The legend came by and blessed with his beneficience the solution became apparent. Since $|G|$ is finite, we have that $|gh|$ is finite. Call an element $gh$-colourable if it can be expressed in the form shown in the question, but not worrying about the $r \leq |G|$ restriction (but keeping the $1 \leq r$ restriction) $$ghgh...gh = e$$ $$hghgh...gh = g^{-1}$$ $$h^{-1}g^{-1}h^{-1}g^{-1}h^{-1}...g^{-1}h^{-1} = g$$ $$gh^{-1}g^{-1}h^{-1}g^{-1}h^{-1}...g^{-1}h^{-1} = g^2$$ Now because $|g|$ is odd, then for any $k$ there exists an $m$ such that $g^k = mg^2$, therefore all powers of $g$ are $gh$-colourable. Therefore we know that $g^{-1}$ is $gh$-colourable. Therefore we know that $g^{-1}gh = h$ is $gh$-colourable. We also know that since $|h|$ is finite, we have that $h^k = h^{-1}$ for some integer $k$, which implies that $h^{-1}$ is $gh$-colourable. Now we have that $g,h,g^{-1},h^{-1}$ are all $gh$-colourable. But we also know the group $G$ is generated by $g$ and $h$, therefore every element can be written as products of $g,h,g^{-1},h^{-1}$, which means that every element is $gh$-colourable.

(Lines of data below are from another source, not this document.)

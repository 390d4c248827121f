//! Startup cache warm-up.
//!
//! Pre-fetches the popular endpoints through the pipeline's normal store
//! path so the first real client reads are hits.

use std::sync::Arc;
use tracing::{info, warn};

use super::handlers;
use super::routes;
use crate::market::MarketDataService;
use crate::pipeline::{PipelineRequest, RequestPipeline};

const WARM_SYMBOLS: [&str; 5] = ["BTC", "ETH", "SOL", "DOGE", "ADA"];
const WARM_CLIENT_ID: &str = "internal:warmup";

/// Run the warm-up requests.
pub async fn warm_cache(pipeline: &RequestPipeline, market: &Arc<MarketDataService>) {
    info!("Warming up cache");

    let m = market.clone();
    run(
        pipeline,
        "/api/v1/prices",
        routes::PRICES,
        handlers::fetch_all_prices(m, "USD".to_string()),
    )
    .await;

    // Per-symbol warms are independent, run them together
    futures::future::join_all(WARM_SYMBOLS.iter().map(|symbol| {
        let m = market.clone();
        async move {
            run(
                pipeline,
                &format!("/api/v1/prices/{}", symbol),
                routes::SINGLE_PRICE,
                handlers::fetch_price(m, symbol.to_string()),
            )
            .await;
        }
    }))
    .await;

    let m = market.clone();
    run(
        pipeline,
        "/api/v1/history/BTC",
        routes::HISTORY,
        handlers::fetch_history(m, "BTC".to_string(), "1d".to_string(), 100, "USD".to_string()),
    )
    .await;

    let m = market.clone();
    run(
        pipeline,
        "/api/v1/markets",
        routes::MARKETS,
        handlers::fetch_markets(m, 100, "USD".to_string()),
    )
    .await;

    let m = market.clone();
    run(
        pipeline,
        "/api/v1/trending",
        routes::TRENDING,
        handlers::fetch_trending(m, 5),
    )
    .await;

    info!(
        entries = pipeline.cache().stats().size,
        "Cache warm-up finished"
    );
}

async fn run<Fut>(
    pipeline: &RequestPipeline,
    endpoint: &str,
    policy: crate::pipeline::RoutePolicy,
    fetch: Fut,
) where
    Fut: std::future::Future<Output = crate::pipeline::HandlerResult>,
{
    let request = PipelineRequest::get(endpoint, WARM_CLIENT_ID);
    let response = pipeline.execute(request, policy, || fetch).await;
    if response.status != 200 {
        warn!(endpoint = %endpoint, status = response.status, "Warm-up request failed");
    }
}

#[cfg(test)]
mod tests {
    use super::*;
    use crate::cache::CacheStore;
    use crate::clock::SystemClock;
    use crate::metrics::MetricsAggregator;
    use crate::ratelimit::LimiterSet;
    use crate::records::RecordsStore;

    #[tokio::test]
    async fn test_warm_cache_populates_popular_endpoints() {
        let clock: Arc<SystemClock> = Arc::new(SystemClock);
        let records = Arc::new(RecordsStore::new());
        let cache = Arc::new(CacheStore::new(clock.clone()));
        let limiters = Arc::new(LimiterSet::with_defaults(clock.clone()));
        let metrics = Arc::new(MetricsAggregator::new(records.clone(), clock.clone()));
        let pipeline =
            RequestPipeline::new(cache, limiters, metrics, records, clock.clone());
        let market = Arc::new(MarketDataService::new(clock).without_latency());

        warm_cache(&pipeline, &market).await;

        let stats = pipeline.cache().stats();
        // prices + 5 symbols + history + markets + trending
        assert_eq!(stats.size, 9);
        assert!(stats.keys.iter().any(|k| k == "/api/v1/prices/BTC"));

        // The next bare read is a hit
        let response = pipeline
            .execute(
                PipelineRequest::get("/api/v1/prices", "client"),
                routes::PRICES,
                || async { panic!("warmed endpoint must be served from cache") },
            )
            .await;
        assert_eq!(response.body["source"], serde_json::json!("cache"));
    }
}
impl RequestPipeline {
    /// Wire up a pipeline.
    pub fn new(
        cache: Arc<CacheStore>,
        limiters: Arc<LimiterSet>,
        metrics: Arc<MetricsAggregator>,
        log: Arc<dyn LogSink>,
        clock: Arc<dyn Clock>,
    ) -> Self {
        Self {
            cache,
            limiters,
            metrics,
            log,
            clock,
        }
    }

    /// The shared cache store.
    pub fn cache(&self) -> &Arc<CacheStore> {
        &self.cache
    }

    /// The shared limiter set.
    pub fn limiters(&self) -> &Arc<LimiterSet> {
        &self.limiters
    }

    /// The shared metrics aggregator.
    pub fn metrics(&self) -> &Arc<MetricsAggregator> {
        &self.metrics
    }

    /// Run one request through the pipeline.
    ///
    /// The handler is invoked only when the limiter admits the client and
    /// the cache cannot answer. Its result is stored when the route is
    /// cacheable, the request did not opt out, and the payload carries
    /// non-null data.
    pub async fn execute<F, Fut>(
        &self,
        request: PipelineRequest,
        policy: RoutePolicy,
        handler: F,
    ) -> PipelineResponse
    where
        F: FnOnce() -> Fut,
        Fut: Future<Output = HandlerResult>,
    {
        let decision = self.limiters.get(policy.limiter).admit(&request.client_id);
        let quota = QuotaInfo::from(&decision);

        if !decision.allowed {
            let err = ApiError::RateLimited {
                retry_after: decision.retry_after.unwrap_or(0),
            };
            return self
                .finish(&request, err.status_code(), envelope::error(&err), quota, 0, false)
                .await;
        }

        let cacheable = policy.cache_class.is_some()
            && request.is_read_only()
            && !request.bypass_cache;
        let key = request.cache_key();

        if cacheable {
            if let Some(data) = self.cache.get(&key) {
                let body = envelope::success(Source::Cache, data, None);
                return self.finish(&request, 200, body, quota, 0, true).await;
            }
        }

        let start = Instant::now();
        match handler().await {
            Ok(output) => {
                let elapsed = start.elapsed().as_millis() as u64;
                if cacheable && !output.data.is_null() {
                    // cache_class is present whenever cacheable is true
                    if let Some(class) = policy.cache_class {
                        self.cache.set(&key, output.data.clone(), class);
                    }
                }
                let body = envelope::success(Source::Api, output.data, output.metadata);
                self.finish(&request, 200, body, quota, elapsed, false).await
            }
            Err(err) => {
                let elapsed = start.elapsed().as_millis() as u64;
                let body = envelope::error(&err);
                self.finish(&request, err.status_code(), body, quota, elapsed, false)
                    .await
            }
        }
    }

    /// Close out a request: one log entry, one metrics sample, one response.
    async fn finish(
        &self,
        request: &PipelineRequest,
        status: u16,
        body: Value,
        quota: QuotaInfo,
        response_time_ms: u64,
        cache_hit: bool,
    ) -> PipelineResponse {
        let timestamp = self.clock.now();

        let entry = RequestLog {
            id: Uuid::new_v4(),
            endpoint: request.endpoint.clone(),
            method: request.method.clone(),
            status_code: status,
            response_time_ms,
            cache_hit,
            timestamp,
            client_id: request.client_id.clone(),
            user_agent: request.user_agent.clone(),
        };

        if let Err(e) = self.log.record(entry).await {
            warn!(endpoint = %request.endpoint, error = %e, "Request log write failed");
        }

        self.metrics.record(MetricsSample {
            response_time_ms,
            cache_hit,
            status_code: status,
            timestamp,
        });

        PipelineResponse {
            status,
            body,
            quota,
        }
    }
}

#[cfg(test)]
mod tests {
    use super::*;
    use crate::clock::ManualClock;
    use chrono::Utc;
    use crate::metrics::MetricsSnapshot;
    use crate::metrics::SnapshotSink;
    use async_trait::async_trait;
    use parking_lot::Mutex;
    use serde_json::json;

    #[derive(Default)]
    struct MemorySink {
        entries: Mutex<Vec<RequestLog>>,
    }

    #[async_trait]
    impl LogSink for MemorySink {
        async fn record(&self, entry: RequestLog) -> anyhow::Result<()> {
            self.entries.lock().push(entry);
            Ok(())
        }
    }

    struct NullSnapshots;

    impl SnapshotSink for NullSnapshots {
        fn append(&self, _snapshot: MetricsSnapshot) -> anyhow::Result<()> {
            Ok(())
        }
    }

    struct Harness {
        clock: Arc<ManualClock>,
        sink: Arc<MemorySink>,
        pipeline: RequestPipeline,
    }

    fn harness() -> Harness {
        let clock: Arc<ManualClock> = Arc::new(ManualClock::new(Utc::now()));
        let sink = Arc::new(MemorySink::default());
        let cache = Arc::new(CacheStore::new(clock.clone()));
        let limiters = Arc::new(LimiterSet::with_defaults(clock.clone()));
        let metrics = Arc::new(MetricsAggregator::new(
            Arc::new(NullSnapshots),
            clock.clone(),
        ));
        let pipeline = RequestPipeline::new(cache, limiters, metrics, sink.clone(), clock.clone());
        Harness {
            clock,
            sink,
            pipeline,
        }
    }

    fn price_policy() -> RoutePolicy {
        RoutePolicy::cached(CacheClass::SinglePrice, LimiterClass::Price)
    }

    #[tokio::test]
    async fn test_miss_then_hit() {
        let h = harness();
        let request = PipelineRequest::get("/api/v1/prices/BTC", "client");

        let first = h
            .pipeline
            .execute(request.clone(), price_policy(), || async {
                Ok(HandlerOutput::new(json!({"price": 100.0})))
            })
            .await;
        assert_eq!(first.status, 200);
        assert_eq!(first.body["source"], json!("api"));

        let second = h
            .pipeline
            .execute(request, price_policy(), || async {
                panic!("handler must not run on a cache hit")
            })
            .await;
        assert_eq!(second.status, 200);
        assert_eq!(second.body["source"], json!("cache"));
        assert_eq!(second.body["data"]["price"], json!(100.0));
    }

    #[tokio::test]
    async fn test_expired_entry_reinvokes_handler() {
        let h = harness();
        let request = PipelineRequest::get("/api/v1/prices/BTC", "client");

        h.pipeline
            .execute(request.clone(), price_policy(), || async {
                Ok(HandlerOutput::new(json!(1)))
            })
            .await;

        h.clock.advance(chrono::Duration::seconds(16));
        let response = h
            .pipeline
            .execute(request, price_policy(), || async {
                Ok(HandlerOutput::new(json!(2)))
            })
            .await;
        assert_eq!(response.body["source"], json!("api"));
        assert_eq!(response.body["data"], json!(2));
    }

    #[tokio::test]
    async fn test_bypass_skips_read_and_write() {
        let h = harness();
        let mut request = PipelineRequest::get("/api/v1/prices/BTC", "client");

        // Seed the cache through a normal request
        h.pipeline
            .execute(request.clone(), price_policy(), || async {
                Ok(HandlerOutput::new(json!("cached")))
            })
            .await;

        request.bypass_cache = true;
        let response = h
            .pipeline
            .execute(request.clone(), price_policy(), || async {
                Ok(HandlerOutput::new(json!("fresh")))
            })
            .await;
        // Never a hit, even with a live entry for the same key
        assert_eq!(response.body["source"], json!("api"));
        assert_eq!(response.body["data"], json!("fresh"));

        // And no store: the old entry is untouched
        request.bypass_cache = false;
        let after = h
            .pipeline
            .execute(request, price_policy(), || async {
                panic!("entry seeded before bypass must still be live")
            })
            .await;
        assert_eq!(after.body["data"], json!("cached"));
    }

    #[tokio::test]
    async fn test_mutating_method_never_touches_cache() {
        let h = harness();
        let mut request = PipelineRequest::get("/api/v1/prices", "client");
        request.method = "POST".to_string();

        h.pipeline
            .execute(request.clone(), price_policy(), || async {
                Ok(HandlerOutput::new(json!("written")))
            })
            .await;

        assert_eq!(h.pipeline.cache().stats().size, 0);
    }

    #[tokio::test]
    async fn test_null_data_is_not_cached() {
        let h = harness();
        let request = PipelineRequest::get("/api/v1/prices/BTC", "client");

        let response = h
            .pipeline
            .execute(request, price_policy(), || async {
                Ok(HandlerOutput::new(Value::Null))
            })
            .await;
        assert_eq!(response.status, 200);
        assert_eq!(h.pipeline.cache().stats().size, 0);
    }

    #[tokio::test]
    async fn test_handler_error_maps_to_envelope() {
        let h = harness();
        let request = PipelineRequest::get("/api/v1/prices/XXX", "client");

        let response = h
            .pipeline
            .execute(request, price_policy(), || async {
                Err(ApiError::NotFound("Cryptocurrency not found".into()))
            })
            .await;
        assert_eq!(response.status, 404);
        assert_eq!(response.body["error"]["code"], json!("resource_not_found"));
        assert_eq!(h.pipeline.cache().stats().size, 0);
    }

    #[tokio::test]
    async fn test_rejection_never_reaches_handler() {
        let h = harness();
        let policy = price_policy();
        let request = PipelineRequest::get("/api/v1/prices", "client");

        for _ in 0..120 {
            // Bypass so every admit goes through without caching
            let mut r = request.clone();
            r.bypass_cache = true;
            h.pipeline
                .execute(r, policy, || async { Ok(HandlerOutput::new(json!(1))) })
                .await;
        }

        let response = h
            .pipeline
            .execute(request, policy, || async {
                panic!("rejected request must not invoke the handler")
            })
            .await;
        assert_eq!(response.status, 429);
        assert_eq!(response.body["error"]["code"], json!("rate_limit_exceeded"));
        assert!(response.quota.retry_after.unwrap() > 0);

        // Pre-handler rejection logs zero elapsed time
        let entries = h.sink.entries.lock();
        let last = entries.last().unwrap();
        assert_eq!(last.status_code, 429);
        assert_eq!(last.response_time_ms, 0);
    }

    #[tokio::test]
    async fn test_every_terminal_path_logs_once() {
        let h = harness();

        // Miss, hit, error: three requests, three log entries
        let request = PipelineRequest::get("/api/v1/prices/BTC", "client");
        h.pipeline
            .execute(request.clone(), price_policy(), || async {
                Ok(HandlerOutput::new(json!(1)))
            })
            .await;
        h.pipeline
            .execute(request, price_policy(), || async {
                Ok(HandlerOutput::new(json!(1)))
            })
            .await;
        h.pipeline
            .execute(
                PipelineRequest::get("/api/v1/prices/XXX", "client"),
                price_policy(),
                || async { Err(ApiError::Internal("boom".into())) },
            )
            .await;

        let entries = h.sink.entries.lock();
        assert_eq!(entries.len(), 3);
        assert!(!entries[0].cache_hit);
        assert!(entries[1].cache_hit);
        assert_eq!(entries[2].status_code, 500);

        let (total, hits, misses, errors) = h.pipeline.metrics().counters();
        assert_eq!(total, 3);
        assert_eq!(hits + misses, total);
        assert_eq!(errors, 1);
    }

    #[tokio::test]
    async fn test_quota_headers_on_admitted_requests() {
        let h = harness();
        let request = PipelineRequest::get("/api/v1/prices", "client");

        let response = h
            .pipeline
            .execute(request, price_policy(), || async {
                Ok(HandlerOutput::new(json!(1)))
            })
            .await;
        assert_eq!(response.quota.limit, 120);
        assert_eq!(response.quota.remaining, 119);
        assert!(response.quota.reset_epoch_secs > 0);
        assert!(response.quota.retry_after.is_none());
    }

    #[tokio::test]
    async fn test_cache_key_normalizes_query_order() {
        let mut a = PipelineRequest::get("/api/v1/markets", "client");
        a.query = vec![
            ("limit".into(), "10".into()),
            ("currency".into(), "USD".into()),
        ];
        let mut b = PipelineRequest::get("/api/v1/markets", "client");
        b.query = vec![
            ("currency".into(), "USD".into()),
            ("limit".into(), "10".into()),
        ];

        assert_eq!(a.cache_key(), b.cache_key());
        assert_eq!(a.cache_key(), "/api/v1/markets?currency=USD&limit=10");
    }

    struct FailingLogSink;

    #[async_trait]
    impl LogSink for FailingLogSink {
        async fn record(&self, _entry: RequestLog) -> anyhow::Result<()> {
            anyhow::bail!("sink down")
        }
    }

    #[tokio::test]
    async fn test_log_sink_failure_is_invisible_to_caller() {
        let clock: Arc<ManualClock> = Arc::new(ManualClock::new(Utc::now()));
        let pipeline = RequestPipeline::new(
            Arc::new(CacheStore::new(clock.clone())),
            Arc::new(LimiterSet::with_defaults(clock.clone())),
            Arc::new(MetricsAggregator::new(Arc::new(NullSnapshots), clock.clone())),
            Arc::new(FailingLogSink),
            clock,
        );

        let response = pipeline
            .execute(
                PipelineRequest::get("/api/v1/prices", "client"),
                price_policy(),
                || async { Ok(HandlerOutput::new(json!(1))) },
            )
            .await;
        assert_eq!(response.status, 200);
        // Metrics still saw the sample
        assert_eq!(pipeline.metrics().counters().0, 1);
    }
}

Now to ensure that every number is colourable with $r \leq |G|$. Now denote by $A_k$ the set of all elements expressible as $g^{m_1}h^{n_1}g^{m_2}h^{n_2}...g^{m_k}h^{n_k}$, with $m_i,n_i \in \{-1,1\}$ for all $i$. Since we know that all elements are $gh$-colourable, then there must be a smallest integer $p$ such that $\cup_{q = 1}^p A_q$ contains all the elements of $G$, so we want to show that $p \leq |G|$. For some $a,b : a < b \leq p$, suppose that $A_a = A_b$. But we also know that $A_a = A_b$ implies $A_{a+1} = A_{b+1}$, and $A_{a+2} = A_{b+2}$, so that $A_{p} = A_{(p - b + a)}$. But this would imply that $\cup_{q = 1}^p A_p = \cup_{q = 1}^{p - b + a} A_q$, which suggests that there is a number $(p-b+a)$ less than $p$ that generates all the elements of the group $G$, contradicting the definition of $p$. Hence, we must have that $A_a \neq A_b$ for all satisfactory $a,b$. This implies that we can construct a sequence $\alpha_1,\alpha_2,...\alpha_p$ such that $\alpha_i \in A_i$ and all the $\alpha$ are unique. This is impossible if $p > |G|$. Hence $p \leq |G|$.